= PROMPT =
Copy every line of the records below where the word "spent" occurs.

= TASK MATERIAL =
☆ ☆ ☆ ☆

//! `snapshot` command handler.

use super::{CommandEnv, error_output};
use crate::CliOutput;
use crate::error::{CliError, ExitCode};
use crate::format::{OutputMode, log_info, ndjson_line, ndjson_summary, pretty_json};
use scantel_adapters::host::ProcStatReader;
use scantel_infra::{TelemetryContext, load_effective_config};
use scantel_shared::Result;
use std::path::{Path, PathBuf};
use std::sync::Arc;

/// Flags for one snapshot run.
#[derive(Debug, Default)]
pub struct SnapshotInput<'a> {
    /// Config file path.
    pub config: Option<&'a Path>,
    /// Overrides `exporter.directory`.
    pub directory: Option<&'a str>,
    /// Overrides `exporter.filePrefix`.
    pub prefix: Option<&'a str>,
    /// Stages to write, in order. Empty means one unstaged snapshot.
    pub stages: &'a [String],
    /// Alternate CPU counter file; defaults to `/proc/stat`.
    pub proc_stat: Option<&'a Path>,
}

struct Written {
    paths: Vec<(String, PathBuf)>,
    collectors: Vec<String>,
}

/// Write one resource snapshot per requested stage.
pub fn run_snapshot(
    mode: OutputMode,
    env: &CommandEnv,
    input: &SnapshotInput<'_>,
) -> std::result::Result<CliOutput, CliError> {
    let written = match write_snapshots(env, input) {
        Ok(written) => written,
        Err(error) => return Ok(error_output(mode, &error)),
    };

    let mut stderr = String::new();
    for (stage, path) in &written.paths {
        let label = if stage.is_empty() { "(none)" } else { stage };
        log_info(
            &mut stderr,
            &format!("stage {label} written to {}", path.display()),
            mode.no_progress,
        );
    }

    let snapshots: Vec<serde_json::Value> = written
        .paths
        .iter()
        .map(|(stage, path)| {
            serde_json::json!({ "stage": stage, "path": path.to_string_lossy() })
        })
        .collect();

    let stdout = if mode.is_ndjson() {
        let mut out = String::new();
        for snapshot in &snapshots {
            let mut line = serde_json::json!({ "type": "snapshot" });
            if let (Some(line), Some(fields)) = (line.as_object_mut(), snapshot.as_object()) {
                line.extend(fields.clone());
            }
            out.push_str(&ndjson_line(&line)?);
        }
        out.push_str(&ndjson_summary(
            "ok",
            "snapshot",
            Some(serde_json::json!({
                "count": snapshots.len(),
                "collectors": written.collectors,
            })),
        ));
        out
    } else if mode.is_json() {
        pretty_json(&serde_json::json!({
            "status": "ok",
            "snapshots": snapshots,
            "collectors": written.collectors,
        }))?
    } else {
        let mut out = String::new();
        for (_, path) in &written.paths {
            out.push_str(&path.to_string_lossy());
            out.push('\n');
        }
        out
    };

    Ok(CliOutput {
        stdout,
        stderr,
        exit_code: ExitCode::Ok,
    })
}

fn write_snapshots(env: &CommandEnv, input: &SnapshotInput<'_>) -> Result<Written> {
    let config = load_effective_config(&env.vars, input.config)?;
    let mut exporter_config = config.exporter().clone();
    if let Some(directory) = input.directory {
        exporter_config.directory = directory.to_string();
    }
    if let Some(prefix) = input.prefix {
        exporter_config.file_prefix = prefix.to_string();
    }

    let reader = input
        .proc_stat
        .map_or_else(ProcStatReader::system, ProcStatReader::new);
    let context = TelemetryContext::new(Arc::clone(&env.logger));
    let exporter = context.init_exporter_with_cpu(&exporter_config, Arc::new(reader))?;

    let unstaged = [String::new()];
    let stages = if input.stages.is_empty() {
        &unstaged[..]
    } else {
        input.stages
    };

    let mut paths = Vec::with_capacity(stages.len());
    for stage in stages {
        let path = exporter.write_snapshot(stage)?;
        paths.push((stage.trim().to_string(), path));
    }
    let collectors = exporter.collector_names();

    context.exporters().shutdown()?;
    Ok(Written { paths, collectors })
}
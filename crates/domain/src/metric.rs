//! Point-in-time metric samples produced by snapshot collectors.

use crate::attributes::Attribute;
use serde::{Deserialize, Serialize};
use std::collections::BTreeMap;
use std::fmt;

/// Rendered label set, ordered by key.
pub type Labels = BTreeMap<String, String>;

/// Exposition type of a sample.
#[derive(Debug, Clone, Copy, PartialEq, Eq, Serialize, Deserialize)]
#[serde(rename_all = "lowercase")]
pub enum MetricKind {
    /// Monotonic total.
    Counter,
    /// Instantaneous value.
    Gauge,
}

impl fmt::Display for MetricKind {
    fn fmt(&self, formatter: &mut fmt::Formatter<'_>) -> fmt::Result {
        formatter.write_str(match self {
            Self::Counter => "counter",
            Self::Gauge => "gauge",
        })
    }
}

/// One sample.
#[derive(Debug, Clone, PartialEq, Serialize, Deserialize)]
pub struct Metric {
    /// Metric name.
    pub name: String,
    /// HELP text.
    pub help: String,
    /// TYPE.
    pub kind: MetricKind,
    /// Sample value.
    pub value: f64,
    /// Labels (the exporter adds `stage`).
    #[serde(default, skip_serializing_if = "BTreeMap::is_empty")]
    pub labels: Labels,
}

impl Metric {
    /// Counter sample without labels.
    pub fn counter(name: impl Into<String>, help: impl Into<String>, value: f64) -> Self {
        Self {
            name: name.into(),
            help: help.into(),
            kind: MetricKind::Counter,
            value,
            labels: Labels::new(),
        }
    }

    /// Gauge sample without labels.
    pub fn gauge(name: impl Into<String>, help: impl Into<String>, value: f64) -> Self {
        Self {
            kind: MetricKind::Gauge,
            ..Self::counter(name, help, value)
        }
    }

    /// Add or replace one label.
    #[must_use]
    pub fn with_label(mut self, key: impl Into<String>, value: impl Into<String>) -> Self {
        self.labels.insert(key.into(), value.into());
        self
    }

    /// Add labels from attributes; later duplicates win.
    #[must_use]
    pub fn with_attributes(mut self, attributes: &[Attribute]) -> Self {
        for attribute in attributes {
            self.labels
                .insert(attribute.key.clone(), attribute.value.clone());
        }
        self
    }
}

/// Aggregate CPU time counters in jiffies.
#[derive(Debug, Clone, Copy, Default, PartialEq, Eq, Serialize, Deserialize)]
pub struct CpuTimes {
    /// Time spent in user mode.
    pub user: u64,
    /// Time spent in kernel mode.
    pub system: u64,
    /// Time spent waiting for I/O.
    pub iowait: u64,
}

☆ ☆ ☆ ☆

= SOLUTION TO THE PROBLEM =
    /// Time spent in user mode.
    /// Time spent in kernel mode.
    /// Time spent waiting for I/O.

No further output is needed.